The Yang campaign said it was assessing the allegations, and would bring in an expert to conduct anti-harassment training. …
But not all of the women at Manhattan Prep felt that way. In September, a woman who worked for Mr. Yang there alleged that he had fired her because she had gotten married and he thought her work would suffer.
Mr. Yang and Mr. Vanderhoek have forcefully denied that Mr. Yang engaged in gender discrimination when he fired the employee, saying she was let go because of her job performance.
In an interview, the woman, Kimberly Watkins, said she was “not at all surprised” by what she said was Mr. Yang’s “knee-jerk” impulse to call her a liar.
“There is no data that I was not executing my job properly,” she said. “He promoted me and I hit every revenue goal, every marker set out for me.”
In November, a second woman who worked at Manhattan Prep alleged that Mr. Yang had engaged in wrongful termination and discrimination when he let her go after multiple discussions about her pay not being in line with that of male colleagues doing commensurate work. Her recollection was broadly confirmed by documents and by a co-worker to whom she relayed conversations about the situation at the time.
At various points, she said Mr. Yang had acknowledged that her pay was inequitable, but refused to increase her salary.
In a statement, a spokesman for Mr. Yang’s campaign said: “Andrew Yang has had the unfortunate task of letting staff go who did not meet the organization’s standards. The information provided by the letter-writer does not reflect the reality of the situation.”

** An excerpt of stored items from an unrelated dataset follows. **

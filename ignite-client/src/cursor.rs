//! Forward-only cursor over server-paginated SQL results.

use std::sync::Arc;

use async_trait::async_trait;
use ignite_core::query::{cursor_page_request, parse_page, resource_close_request, FirstPage, Page, Row};
use ignite_core::Result;

use crate::affinity::AffinityMap;
use crate::connection::NodeEndpoint;

/// Where a cursor reads its pages from.
#[async_trait]
pub trait PageSource: Send + Sync {
    /// Fetches the next page of `cursor_id`.
    async fn next_page(&self, cursor_id: i64, field_count: usize) -> Result<Page>;

    /// Releases `cursor_id` on the server.
    async fn close_cursor(&self, cursor_id: i64) -> Result<()>;
}

/// Pages of an SQL fields query, read from the node that holds the cursor.
#[derive(Debug, Clone)]
pub struct SqlFieldsPages {
    endpoint: Arc<NodeEndpoint>,
    affinity: Arc<AffinityMap>,
}

impl SqlFieldsPages {
    /// Binds page requests to `endpoint`; response headers feed `affinity`.
    pub fn new(endpoint: Arc<NodeEndpoint>, affinity: Arc<AffinityMap>) -> Self {
        Self { endpoint, affinity }
    }
}

#[async_trait]
impl PageSource for SqlFieldsPages {
    async fn next_page(&self, cursor_id: i64, field_count: usize) -> Result<Page> {
        let response = self.endpoint.request(&cursor_page_request(cursor_id)?).await?;
        if let Some(version) = response.topology_version() {
            self.affinity.observe(version).await;
        }
        let response = response.into_result()?;
        self.endpoint
            .check_payload(parse_page(response.payload(), field_count))
            .await
    }

    async fn close_cursor(&self, cursor_id: i64) -> Result<()> {
        self.endpoint
            .request(&resource_close_request(cursor_id)?)
            .await?
            .into_result()?;
        Ok(())
    }
}

/// Cursor lifecycle.
#[derive(Debug, Clone, Copy, PartialEq, Eq)]
pub enum CursorState {
    /// More pages remain on the server.
    Open,
    /// The final page was read; the server released the cursor.
    Exhausted,
    /// Closed by the client before the final page.
    Closed,
}

/// Forward-only, single-pass cursor.
///
/// Holds one page of rows at a time. The first [`advance`](Self::advance)
/// yields the page the query returned; each later call replaces it with the
/// next page from the server. Once the final page has been yielded every
/// further call returns no rows.
pub struct QueryCursor {
    source: Box<dyn PageSource>,
    cursor_id: i64,
    field_names: Vec<String>,
    field_count: usize,
    rows: Vec<Row>,
    // The first page has not been handed out by `advance` yet.
    first_pending: bool,
    state: CursorState,
}

impl std::fmt::Debug for QueryCursor {
    fn fmt(&self, f: &mut std::fmt::Formatter<'_>) -> std::fmt::Result {
        f.debug_struct("QueryCursor")
            .field("cursor_id", &self.cursor_id)
            .field("field_count", &self.field_count)
            .field("rows", &self.rows.len())
            .field("state", &self.state)
            .finish()
    }
}

impl QueryCursor {
    /// Creates a cursor positioned on the first page.
    pub fn new(source: Box<dyn PageSource>, first: FirstPage) -> Self {
        let state = if first.page.has_more {
            CursorState::Open
        } else {
            CursorState::Exhausted
        };
        Self {
            source,
            cursor_id: first.cursor_id,
            field_names: first.field_names,
            field_count: first.field_count,
            rows: first.page.rows,
            first_pending: true,
            state,
        }
    }

    /// Current state.
    pub fn state(&self) -> CursorState {
        self.state
    }

    /// Server-side cursor id.
    pub fn cursor_id(&self) -> i64 {
        self.cursor_id
    }

    /// Column names, if the query asked for them.
    pub fn field_names(&self) -> &[String] {
        &self.field_names
    }

    /// Number of columns per row.
    pub fn field_count(&self) -> usize {
        self.field_count
    }

    /// Rows of the current page.
    pub fn rows(&self) -> &[Row] {
        &self.rows
    }

    /// Moves the current page out, leaving it empty.
    pub fn take_rows(&mut self) -> Vec<Row> {
        self.first_pending = false;
        std::mem::take(&mut self.rows)
    }

    /// Returns the next page of rows.
    ///
    /// The first call yields the page returned with the query; later calls
    /// fetch from the server. Once the final page has been returned, or the
    /// cursor is closed, this returns no rows and no error.
    pub async fn advance(&mut self) -> Result<&[Row]> {
        if self.first_pending {
            self.first_pending = false;
            return Ok(&self.rows);
        }
        if self.state != CursorState::Open {
            self.rows.clear();
            return Ok(&self.rows);
        }

        let page = self.source.next_page(self.cursor_id, self.field_count).await?;
        if !page.has_more {
            self.state = CursorState::Exhausted;
            tracing::trace!(cursor_id = self.cursor_id, "cursor exhausted");
        }
        self.rows = page.rows;
        Ok(&self.rows)
    }

    /// Drains the cursor, returning the current page and every later one.
    pub async fn fetch_all(mut self) -> Result<Vec<Row>> {
        let mut all = self.take_rows();
        while self.state == CursorState::Open {
            self.advance().await?;
            all.append(&mut self.rows);
        }
        Ok(all)
    }

    /// Releases the server cursor if it is still open. Safe to call repeatedly.
    pub async fn close(&mut self) -> Result<()> {
        self.rows.clear();
        self.first_pending = false;
        if self.state != CursorState::Open {
            return Ok(());
        }
        self.state = CursorState::Closed;
        self.source.close_cursor(self.cursor_id).await
    }
}
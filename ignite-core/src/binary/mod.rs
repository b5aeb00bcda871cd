//! Binary (complex object) type model: ids, schemas and type messages.

mod descriptor;
pub mod hash;
mod messages;

pub use descriptor::{BinaryField, BinaryTypeDescriptor, SchemaRef};
pub use hash::{cache_id, entity_id, java_hashcode, schema_id};
pub use messages::{
    binary_type_response_descriptor, get_binary_type_request, parse_binary_type_response,
    put_binary_type_request,
};
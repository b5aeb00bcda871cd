//! Registers a type, runs a paged SQL query and lists caches.
//!
//! Run with: `cargo run --example basic_usage`
//!
//! Requires an Ignite node with the thin client connector on localhost:10800.

use std::time::Duration;

use ignite_client::{
    BinaryField, BinaryTypeDescriptor, ClientConfig, IgniteClient, SchemaRef, SqlFieldsQuery,
};
use ignite_core::protocol::{TC_INT, TC_STRING};

#[tokio::main]
async fn main() -> Result<(), Box<dyn std::error::Error>> {
    tracing_subscriber::fmt::init();

    println!("=== Ignite Client Basic Usage Example ===\n");

    let config = ClientConfig::builder()
        .add_address("127.0.0.1:10800".parse()?)
        .connection_timeout(Duration::from_secs(10))
        .build()?;

    println!("Connecting to Ignite cluster...");
    let client = IgniteClient::connect(config).await?;
    if let Some(version) = client.protocol_version().await {
        println!("Connected using protocol {}\n", version);
    }

    // ========== Binary types ==========
    println!("--- Binary Types ---\n");

    let person = BinaryTypeDescriptor::new(
        "org.example.Person",
        vec![
            BinaryField::new("id", TC_INT as i32),
            BinaryField::new("name", TC_STRING as i32),
        ],
    );
    let registered = client.register_type(person, Some("id")).await?;
    println!(
        "Registered {} (type id {}, schema id {})",
        registered.type_name(),
        registered.type_id(),
        registered.schema_id()
    );

    let fields: &[&str] = &["id", "name"];
    if let Some(found) = client
        .resolve_type(registered.type_id(), Some(SchemaRef::Fields(fields)))
        .await?
    {
        println!("Resolved {} schema(s) for the type\n", found.len());
    }

    // ========== SQL ==========
    println!("--- SQL Fields Query ---\n");

    client
        .sql(SqlFieldsQuery::new(
            "CREATE TABLE IF NOT EXISTS City (id INT PRIMARY KEY, name VARCHAR)",
        ))
        .await?
        .close()
        .await?;
    for (id, name) in [(1, "Oslo"), (2, "Lima"), (3, "Pune"), (4, "Graz"), (5, "Cork")] {
        client
            .sql(
                SqlFieldsQuery::new("MERGE INTO City (id, name) VALUES (?, ?)")
                    .arg(id)
                    .arg(name),
            )
            .await?
            .close()
            .await?;
    }

    let mut cursor = client
        .sql(
            SqlFieldsQuery::new("SELECT id, name FROM City ORDER BY id")
                .page_size(2)
                .include_field_names(true),
        )
        .await?;
    println!("Columns: {:?}", cursor.field_names());
    let mut page = 1;
    loop {
        let rows = cursor.advance().await?;
        if rows.is_empty() {
            break;
        }
        println!("Page {}:", page);
        for row in rows {
            println!("  {:?}", row);
        }
        page += 1;
    }
    cursor.close().await?;

    // ========== Caches ==========
    println!("\n--- Caches ---\n");
    for name in client.cache_names().await? {
        println!("  {}", name);
    }

    client.close().await;
    println!("\nDone.");
    Ok(())
}
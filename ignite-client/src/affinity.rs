//! Cached partition topology used for affinity routing.

use ignite_core::affinity::{CacheAffinity, PartitionTopology, TopologyVersion};
use ignite_core::{IgniteError, Result};
use tokio::sync::RwLock;
use uuid::Uuid;

#[derive(Debug, Default)]
struct AffinityState {
    topology: Option<PartitionTopology>,
    // Highest version seen in a topology or a response header.
    floor: Option<TopologyVersion>,
}

/// Last known partition topology, versioned.
///
/// Read-only with respect to the pool: it only informs which node a keyed
/// request should go to.
#[derive(Debug, Default)]
pub struct AffinityMap {
    state: RwLock<AffinityState>,
}

impl AffinityMap {
    /// Creates an empty map.
    pub fn new() -> Self {
        Self::default()
    }

    /// Version of the cached topology, if any.
    pub async fn version(&self) -> Option<TopologyVersion> {
        self.state.read().await.topology.as_ref().map(PartitionTopology::version)
    }

    /// Stores a freshly fetched topology.
    ///
    /// A topology older than what was already seen is discarded with
    /// [`IgniteError::StaleTopology`]. One at the cached version is merged
    /// into the cache; a newer one replaces it.
    pub async fn update(&self, topology: PartitionTopology) -> Result<()> {
        let mut state = self.state.write().await;
        let received = topology.version();

        if let Some(floor) = state.floor {
            if received < floor {
                return Err(IgniteError::StaleTopology {
                    cached: floor.as_tuple(),
                    received: received.as_tuple(),
                });
            }
        }
        state.floor = Some(received);

        match state.topology.as_mut() {
            Some(cached) if cached.version() == received => cached.merge(topology),
            _ => state.topology = Some(topology),
        }
        Ok(())
    }

    /// Notes a topology version carried by a response header.
    ///
    /// A version newer than the cache drops the cached topology so the next
    /// routed call fetches it again. Returns `true` if the cache was dropped.
    pub async fn observe(&self, version: TopologyVersion) -> bool {
        let mut state = self.state.write().await;
        if state.floor.is_some_and(|floor| version <= floor) {
            return false;
        }
        state.floor = Some(version);
        let dropped = state.topology.take().is_some();
        if dropped {
            tracing::debug!(version = %version, "affinity topology changed, cache invalidated");
        }
        dropped
    }

    /// Cached entry for `cache_id`.
    pub async fn get(&self, cache_id: i32) -> Option<CacheAffinity> {
        let state = self.state.read().await;
        state.topology.as_ref()?.get(cache_id).cloned()
    }

    /// Node owning the key with `key_hash` in `cache_id`.
    ///
    /// `None` if the cache is not cached, not applicable, or the partition has
    /// no owner.
    pub async fn node_for_key(&self, cache_id: i32, key_hash: i32) -> Option<Uuid> {
        self.get(cache_id).await?.node_for_hash(key_hash)
    }

    /// Node owning `partition` of `cache_id`.
    pub async fn node_for_partition(&self, cache_id: i32, partition: i32) -> Option<Uuid> {
        self.get(cache_id).await?.node_for_partition(partition)
    }

    /// Drops the cached topology, keeping the version floor.
    pub async fn invalidate(&self) {
        self.state.write().await.topology = None;
    }
}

His embrace of stereotypes that perpetuate the model-minority myth about Asian-Americans was sharply criticized in the fall over a proclamation he made during a nationally televised debate: “I am Asian, so I know a lot of doctors.”
Several former employees described being struck by the awkward and sometimes aloof way they said Mr. Yang talked about race. Venture for America had been forced to grapple with diversity and inclusion issues from the outset; the former employees said — and an analysis of information on the organization’s website confirms — that about 60 of the 100 people in the first two classes of fellows were white men, though over the years, the diversity of subsequent fellowship classes improved.
The employees spoke of a perennial tension around how strongly to prioritize diversity and inclusion when it came to selecting fellows. Five former V.F.A. employees recalled that as they were expressing concerns over black fellows’ struggles to procure job placements, Mr. Yang suggested offhandedly that the program might simply not be the best fit for black applicants — a remark that enraged some team members who say he later walked the remark back.
Some also said that Mr. Yang vacillated on whether to categorize Asian-Americans as people of color, an underrepresented minority or underprivileged minority, given that he said they were overrepresented in the start-up and tech worlds.
Mr. Yang confirmed the recollections of his former employees regarding the discussions about black fellows.
Hey, NYT, don’t you know “black fellows” is problematic?
He also confirmed that he had told his team it should not herald the diversity of its fellowship classes if the diversity amounted mostly to “a bunch of Asian-Americans who are overrepresented in the space.”
Speaking more generally on how to discuss the subject of identity in the workplace and on the campaign trail, Mr. Yang told The Times: “I do have very strong feelings and points of view on race. I understand my identity very acutely.”
“But,” he added, “I’m not sure if leading with that is necessarily the most helpful way to move any community forward.”